++++ Provided data

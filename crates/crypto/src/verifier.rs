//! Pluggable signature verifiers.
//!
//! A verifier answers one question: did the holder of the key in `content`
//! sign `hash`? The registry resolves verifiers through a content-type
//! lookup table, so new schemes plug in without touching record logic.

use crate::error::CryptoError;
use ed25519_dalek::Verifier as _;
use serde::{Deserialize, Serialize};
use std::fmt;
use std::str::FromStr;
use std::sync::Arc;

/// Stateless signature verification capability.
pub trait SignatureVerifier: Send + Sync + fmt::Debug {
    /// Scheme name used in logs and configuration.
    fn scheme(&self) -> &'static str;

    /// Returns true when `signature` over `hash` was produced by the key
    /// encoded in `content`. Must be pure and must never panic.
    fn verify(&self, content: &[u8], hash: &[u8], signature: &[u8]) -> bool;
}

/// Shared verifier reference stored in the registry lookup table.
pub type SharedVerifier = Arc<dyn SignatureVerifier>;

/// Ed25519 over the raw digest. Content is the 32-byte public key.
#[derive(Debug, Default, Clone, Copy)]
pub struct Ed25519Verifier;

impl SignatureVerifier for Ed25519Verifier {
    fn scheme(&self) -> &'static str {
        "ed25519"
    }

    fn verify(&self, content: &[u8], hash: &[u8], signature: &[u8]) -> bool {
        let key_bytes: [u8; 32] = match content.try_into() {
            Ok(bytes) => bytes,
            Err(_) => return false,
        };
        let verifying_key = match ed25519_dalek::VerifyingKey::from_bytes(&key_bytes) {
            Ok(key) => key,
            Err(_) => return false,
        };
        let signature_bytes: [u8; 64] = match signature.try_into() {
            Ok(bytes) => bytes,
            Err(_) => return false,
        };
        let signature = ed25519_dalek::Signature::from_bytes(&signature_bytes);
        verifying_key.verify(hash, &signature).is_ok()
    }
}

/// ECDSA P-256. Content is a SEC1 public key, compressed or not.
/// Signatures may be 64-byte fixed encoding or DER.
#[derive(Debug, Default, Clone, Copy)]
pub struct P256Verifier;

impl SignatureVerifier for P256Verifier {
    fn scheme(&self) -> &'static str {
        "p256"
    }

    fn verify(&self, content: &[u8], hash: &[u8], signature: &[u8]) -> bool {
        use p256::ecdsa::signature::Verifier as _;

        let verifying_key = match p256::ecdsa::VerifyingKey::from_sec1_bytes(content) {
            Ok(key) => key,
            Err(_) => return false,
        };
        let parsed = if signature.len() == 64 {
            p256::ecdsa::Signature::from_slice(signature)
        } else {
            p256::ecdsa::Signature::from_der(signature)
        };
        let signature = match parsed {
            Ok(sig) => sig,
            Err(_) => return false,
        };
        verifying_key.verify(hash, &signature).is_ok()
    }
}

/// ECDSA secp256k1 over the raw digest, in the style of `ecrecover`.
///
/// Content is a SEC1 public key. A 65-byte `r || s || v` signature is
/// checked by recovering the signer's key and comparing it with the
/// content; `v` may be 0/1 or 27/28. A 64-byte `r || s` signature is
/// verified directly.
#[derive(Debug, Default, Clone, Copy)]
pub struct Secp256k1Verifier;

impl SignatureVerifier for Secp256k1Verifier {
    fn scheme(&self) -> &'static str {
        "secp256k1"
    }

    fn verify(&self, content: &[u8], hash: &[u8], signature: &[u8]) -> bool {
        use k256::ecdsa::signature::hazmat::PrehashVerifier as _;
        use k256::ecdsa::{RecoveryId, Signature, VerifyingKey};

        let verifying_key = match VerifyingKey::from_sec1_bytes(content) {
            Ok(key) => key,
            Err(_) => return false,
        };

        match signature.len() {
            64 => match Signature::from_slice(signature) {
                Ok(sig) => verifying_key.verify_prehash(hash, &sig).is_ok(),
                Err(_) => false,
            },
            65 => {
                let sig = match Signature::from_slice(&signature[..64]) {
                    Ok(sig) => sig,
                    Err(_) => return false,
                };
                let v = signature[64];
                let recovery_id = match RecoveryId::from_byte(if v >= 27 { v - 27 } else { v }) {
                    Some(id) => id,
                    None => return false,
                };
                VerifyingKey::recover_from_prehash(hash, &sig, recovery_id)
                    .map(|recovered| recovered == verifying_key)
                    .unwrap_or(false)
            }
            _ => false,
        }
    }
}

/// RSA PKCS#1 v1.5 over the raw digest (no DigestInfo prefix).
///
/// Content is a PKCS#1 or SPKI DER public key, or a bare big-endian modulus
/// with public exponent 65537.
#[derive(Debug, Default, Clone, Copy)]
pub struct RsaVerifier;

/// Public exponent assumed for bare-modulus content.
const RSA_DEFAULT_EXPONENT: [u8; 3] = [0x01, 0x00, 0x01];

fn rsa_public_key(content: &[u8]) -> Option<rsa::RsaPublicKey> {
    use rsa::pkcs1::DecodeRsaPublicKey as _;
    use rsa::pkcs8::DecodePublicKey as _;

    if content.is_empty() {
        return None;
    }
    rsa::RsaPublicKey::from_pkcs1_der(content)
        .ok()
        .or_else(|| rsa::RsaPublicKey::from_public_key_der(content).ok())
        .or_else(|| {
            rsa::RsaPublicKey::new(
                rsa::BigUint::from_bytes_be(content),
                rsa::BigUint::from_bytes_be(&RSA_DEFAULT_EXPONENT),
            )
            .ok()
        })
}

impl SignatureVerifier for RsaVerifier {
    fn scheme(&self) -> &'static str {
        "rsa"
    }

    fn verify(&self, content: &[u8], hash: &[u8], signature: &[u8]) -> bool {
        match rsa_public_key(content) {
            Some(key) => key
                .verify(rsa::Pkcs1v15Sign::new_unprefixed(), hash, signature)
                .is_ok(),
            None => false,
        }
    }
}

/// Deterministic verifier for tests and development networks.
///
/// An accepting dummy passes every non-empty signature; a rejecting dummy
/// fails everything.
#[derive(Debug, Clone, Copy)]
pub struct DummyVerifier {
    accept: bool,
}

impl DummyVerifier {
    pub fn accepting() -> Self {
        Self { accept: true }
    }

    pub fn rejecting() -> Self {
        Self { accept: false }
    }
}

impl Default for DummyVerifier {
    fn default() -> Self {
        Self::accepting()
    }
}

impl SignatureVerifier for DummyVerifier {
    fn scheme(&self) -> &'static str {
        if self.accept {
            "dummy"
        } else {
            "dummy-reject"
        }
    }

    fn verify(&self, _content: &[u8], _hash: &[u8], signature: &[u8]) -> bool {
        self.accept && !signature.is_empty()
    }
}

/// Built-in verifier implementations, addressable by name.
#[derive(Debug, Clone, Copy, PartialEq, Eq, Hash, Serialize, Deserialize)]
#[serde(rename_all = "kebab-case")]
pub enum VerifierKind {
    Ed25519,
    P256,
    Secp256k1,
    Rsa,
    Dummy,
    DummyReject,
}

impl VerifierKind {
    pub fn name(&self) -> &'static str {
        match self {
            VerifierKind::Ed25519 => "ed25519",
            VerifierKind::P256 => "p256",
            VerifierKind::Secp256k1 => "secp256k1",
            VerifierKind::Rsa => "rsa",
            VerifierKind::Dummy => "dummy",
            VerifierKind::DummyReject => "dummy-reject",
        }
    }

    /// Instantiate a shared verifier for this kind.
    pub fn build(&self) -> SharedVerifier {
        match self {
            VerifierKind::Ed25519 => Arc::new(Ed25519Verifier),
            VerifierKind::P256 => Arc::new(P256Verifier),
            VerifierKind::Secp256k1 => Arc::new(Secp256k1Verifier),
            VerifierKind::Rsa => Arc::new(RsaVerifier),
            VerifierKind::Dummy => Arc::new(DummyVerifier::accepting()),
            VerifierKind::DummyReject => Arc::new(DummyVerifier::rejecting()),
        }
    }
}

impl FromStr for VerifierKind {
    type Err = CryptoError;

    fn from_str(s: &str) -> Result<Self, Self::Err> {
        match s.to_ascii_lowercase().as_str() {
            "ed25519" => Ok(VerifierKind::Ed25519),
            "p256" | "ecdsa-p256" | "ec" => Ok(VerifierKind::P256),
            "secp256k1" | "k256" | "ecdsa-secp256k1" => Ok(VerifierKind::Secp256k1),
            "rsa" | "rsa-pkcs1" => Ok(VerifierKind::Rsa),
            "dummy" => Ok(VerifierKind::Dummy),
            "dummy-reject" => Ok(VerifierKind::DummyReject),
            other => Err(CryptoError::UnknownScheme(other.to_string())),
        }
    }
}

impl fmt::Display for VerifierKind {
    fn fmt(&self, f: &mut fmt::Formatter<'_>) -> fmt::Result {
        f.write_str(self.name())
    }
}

++++++++

• _Goal of the exercise_: Please work out how many lines above carry "accepting", writing only the result.

• _Result below_: 4